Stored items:
-- -- --

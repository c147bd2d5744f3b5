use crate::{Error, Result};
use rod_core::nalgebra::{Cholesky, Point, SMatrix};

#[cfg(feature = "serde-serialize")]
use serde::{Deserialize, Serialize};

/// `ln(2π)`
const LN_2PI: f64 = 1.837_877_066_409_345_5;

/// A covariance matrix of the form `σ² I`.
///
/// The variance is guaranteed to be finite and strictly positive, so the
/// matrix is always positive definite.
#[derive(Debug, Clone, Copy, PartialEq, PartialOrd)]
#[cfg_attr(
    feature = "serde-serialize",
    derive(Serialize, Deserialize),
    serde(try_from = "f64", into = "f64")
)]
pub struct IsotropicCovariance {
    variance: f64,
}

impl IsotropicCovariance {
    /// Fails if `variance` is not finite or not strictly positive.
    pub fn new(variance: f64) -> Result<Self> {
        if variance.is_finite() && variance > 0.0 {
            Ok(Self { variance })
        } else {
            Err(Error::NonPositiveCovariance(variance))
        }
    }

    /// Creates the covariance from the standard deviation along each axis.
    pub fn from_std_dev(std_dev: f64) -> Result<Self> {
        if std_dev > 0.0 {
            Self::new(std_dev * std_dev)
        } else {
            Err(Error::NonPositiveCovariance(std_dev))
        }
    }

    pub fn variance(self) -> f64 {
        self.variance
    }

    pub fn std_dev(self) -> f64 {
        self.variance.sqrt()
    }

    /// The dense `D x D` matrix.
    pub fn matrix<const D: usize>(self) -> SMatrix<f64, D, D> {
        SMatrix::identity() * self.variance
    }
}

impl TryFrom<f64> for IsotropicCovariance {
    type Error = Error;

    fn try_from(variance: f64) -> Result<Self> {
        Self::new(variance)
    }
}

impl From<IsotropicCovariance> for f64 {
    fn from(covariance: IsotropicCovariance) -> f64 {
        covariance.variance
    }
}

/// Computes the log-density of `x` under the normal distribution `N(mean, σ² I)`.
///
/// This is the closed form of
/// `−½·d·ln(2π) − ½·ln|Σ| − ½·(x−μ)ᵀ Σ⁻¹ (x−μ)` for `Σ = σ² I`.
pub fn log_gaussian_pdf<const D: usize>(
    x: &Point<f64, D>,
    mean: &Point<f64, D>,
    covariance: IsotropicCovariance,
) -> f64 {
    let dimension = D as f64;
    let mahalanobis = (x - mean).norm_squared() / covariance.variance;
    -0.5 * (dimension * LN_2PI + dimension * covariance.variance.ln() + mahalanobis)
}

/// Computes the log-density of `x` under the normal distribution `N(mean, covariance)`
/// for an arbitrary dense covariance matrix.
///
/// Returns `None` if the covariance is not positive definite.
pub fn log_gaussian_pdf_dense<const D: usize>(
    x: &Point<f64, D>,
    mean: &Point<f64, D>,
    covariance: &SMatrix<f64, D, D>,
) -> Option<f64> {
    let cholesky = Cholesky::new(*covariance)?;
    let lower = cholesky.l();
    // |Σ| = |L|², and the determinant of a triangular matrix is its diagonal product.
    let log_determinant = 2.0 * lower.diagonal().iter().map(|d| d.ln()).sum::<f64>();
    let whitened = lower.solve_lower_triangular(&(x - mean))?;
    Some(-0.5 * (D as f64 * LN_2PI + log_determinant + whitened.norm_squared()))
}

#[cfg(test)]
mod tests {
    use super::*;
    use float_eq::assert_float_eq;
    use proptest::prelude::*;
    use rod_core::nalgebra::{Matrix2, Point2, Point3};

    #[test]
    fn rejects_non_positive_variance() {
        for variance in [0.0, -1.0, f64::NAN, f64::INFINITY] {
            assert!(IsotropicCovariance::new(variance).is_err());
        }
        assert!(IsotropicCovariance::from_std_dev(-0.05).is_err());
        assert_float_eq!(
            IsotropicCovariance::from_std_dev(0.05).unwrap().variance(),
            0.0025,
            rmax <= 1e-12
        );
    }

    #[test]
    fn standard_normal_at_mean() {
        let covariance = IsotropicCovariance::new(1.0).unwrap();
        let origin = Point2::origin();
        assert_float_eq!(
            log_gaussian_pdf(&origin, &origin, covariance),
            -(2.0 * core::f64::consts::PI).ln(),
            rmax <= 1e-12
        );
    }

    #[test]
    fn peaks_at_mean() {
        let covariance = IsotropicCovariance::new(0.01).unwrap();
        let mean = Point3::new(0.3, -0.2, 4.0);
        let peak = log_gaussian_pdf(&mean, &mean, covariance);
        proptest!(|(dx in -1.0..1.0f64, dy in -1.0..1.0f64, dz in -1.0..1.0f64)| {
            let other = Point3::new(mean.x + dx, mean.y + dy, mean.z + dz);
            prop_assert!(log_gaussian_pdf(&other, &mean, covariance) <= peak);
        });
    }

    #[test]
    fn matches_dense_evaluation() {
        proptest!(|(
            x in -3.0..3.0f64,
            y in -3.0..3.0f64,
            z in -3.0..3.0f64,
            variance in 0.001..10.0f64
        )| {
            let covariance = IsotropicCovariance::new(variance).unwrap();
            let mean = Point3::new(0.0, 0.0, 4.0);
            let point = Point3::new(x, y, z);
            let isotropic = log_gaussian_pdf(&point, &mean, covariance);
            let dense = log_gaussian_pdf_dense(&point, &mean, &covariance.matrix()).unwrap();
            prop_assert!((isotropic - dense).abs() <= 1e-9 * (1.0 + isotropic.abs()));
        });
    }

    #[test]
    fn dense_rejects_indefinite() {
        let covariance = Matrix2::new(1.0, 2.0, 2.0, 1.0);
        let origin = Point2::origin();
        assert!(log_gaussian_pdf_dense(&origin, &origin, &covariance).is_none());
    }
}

-- -- --

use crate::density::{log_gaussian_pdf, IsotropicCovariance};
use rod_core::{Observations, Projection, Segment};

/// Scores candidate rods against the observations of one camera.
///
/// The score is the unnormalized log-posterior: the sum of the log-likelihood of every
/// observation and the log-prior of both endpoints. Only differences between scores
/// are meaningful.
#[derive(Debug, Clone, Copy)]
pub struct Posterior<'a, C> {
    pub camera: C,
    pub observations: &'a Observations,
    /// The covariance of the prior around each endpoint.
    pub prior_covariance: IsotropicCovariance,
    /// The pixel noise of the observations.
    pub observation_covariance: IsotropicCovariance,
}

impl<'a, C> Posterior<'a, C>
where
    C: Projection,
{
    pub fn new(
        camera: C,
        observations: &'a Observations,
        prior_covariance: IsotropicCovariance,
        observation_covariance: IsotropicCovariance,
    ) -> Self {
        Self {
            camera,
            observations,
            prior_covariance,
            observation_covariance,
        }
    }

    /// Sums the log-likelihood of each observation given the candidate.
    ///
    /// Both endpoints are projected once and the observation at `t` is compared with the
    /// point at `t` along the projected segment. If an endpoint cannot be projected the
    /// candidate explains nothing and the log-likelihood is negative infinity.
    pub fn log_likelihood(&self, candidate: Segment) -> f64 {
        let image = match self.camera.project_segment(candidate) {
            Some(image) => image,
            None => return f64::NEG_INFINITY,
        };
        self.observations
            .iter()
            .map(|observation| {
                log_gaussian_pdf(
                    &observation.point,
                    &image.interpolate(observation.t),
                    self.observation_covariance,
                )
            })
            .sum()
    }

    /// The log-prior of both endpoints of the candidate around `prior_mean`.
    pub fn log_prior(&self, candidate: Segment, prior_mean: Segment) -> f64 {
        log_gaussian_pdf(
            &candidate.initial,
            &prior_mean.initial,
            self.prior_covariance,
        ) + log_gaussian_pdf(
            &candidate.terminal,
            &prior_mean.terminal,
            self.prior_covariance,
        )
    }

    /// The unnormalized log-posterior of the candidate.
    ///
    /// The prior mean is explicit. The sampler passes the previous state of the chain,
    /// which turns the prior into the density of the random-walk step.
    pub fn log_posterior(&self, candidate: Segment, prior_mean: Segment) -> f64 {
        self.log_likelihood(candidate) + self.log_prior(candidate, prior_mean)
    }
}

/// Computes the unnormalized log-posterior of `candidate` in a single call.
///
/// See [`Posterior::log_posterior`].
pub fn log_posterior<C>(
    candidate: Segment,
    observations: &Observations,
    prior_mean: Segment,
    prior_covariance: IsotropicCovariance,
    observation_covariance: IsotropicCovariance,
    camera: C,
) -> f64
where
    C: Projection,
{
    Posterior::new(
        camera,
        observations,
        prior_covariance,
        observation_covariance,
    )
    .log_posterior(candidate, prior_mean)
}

-- -- --

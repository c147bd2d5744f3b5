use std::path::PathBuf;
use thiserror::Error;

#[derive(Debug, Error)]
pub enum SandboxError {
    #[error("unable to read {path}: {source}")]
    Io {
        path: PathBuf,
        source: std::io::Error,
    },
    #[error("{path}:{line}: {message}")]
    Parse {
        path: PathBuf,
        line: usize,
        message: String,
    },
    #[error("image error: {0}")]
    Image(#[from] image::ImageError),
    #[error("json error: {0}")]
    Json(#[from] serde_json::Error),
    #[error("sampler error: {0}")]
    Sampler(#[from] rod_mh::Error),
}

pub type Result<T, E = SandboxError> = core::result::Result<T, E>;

-- -- --

▸ **WHAT YOU NEED TO DO**
All that should be written out is the stretch of lines above between the one holding "type Error = Error;" and the one holding "let whitened = lower.solve_lower_triangular(&(x", inclusive, exactly as given.

▸ **SOLUTION TO THIS PROBLEM**
    type Error = Error;

    fn try_from(variance: f64) -> Result<Self> {
        Self::new(variance)
    }
}

impl From<IsotropicCovariance> for f64 {
    fn from(covariance: IsotropicCovariance) -> f64 {
        covariance.variance
    }
}

/// Computes the log-density of `x` under the normal distribution `N(mean, σ² I)`.
///
/// This is the closed form of
/// `−½·d·ln(2π) − ½·ln|Σ| − ½·(x−μ)ᵀ Σ⁻¹ (x−μ)` for `Σ = σ² I`.
pub fn log_gaussian_pdf<const D: usize>(
    x: &Point<f64, D>,
    mean: &Point<f64, D>,
    covariance: IsotropicCovariance,
) -> f64 {
    let dimension = D as f64;
    let mahalanobis = (x - mean).norm_squared() / covariance.variance;
    -0.5 * (dimension * LN_2PI + dimension * covariance.variance.ln() + mahalanobis)
}

/// Computes the log-density of `x` under the normal distribution `N(mean, covariance)`
/// for an arbitrary dense covariance matrix.
///
/// Returns `None` if the covariance is not positive definite.
pub fn log_gaussian_pdf_dense<const D: usize>(
    x: &Point<f64, D>,
    mean: &Point<f64, D>,
    covariance: &SMatrix<f64, D, D>,
) -> Option<f64> {
    let cholesky = Cholesky::new(*covariance)?;
    let lower = cholesky.l();
    // |Σ| = |L|², and the determinant of a triangular matrix is its diagonal product.
    let log_determinant = 2.0 * lower.diagonal().iter().map(|d| d.ln()).sum::<f64>();
    let whitened = lower.solve_lower_triangular(&(x - mean))?;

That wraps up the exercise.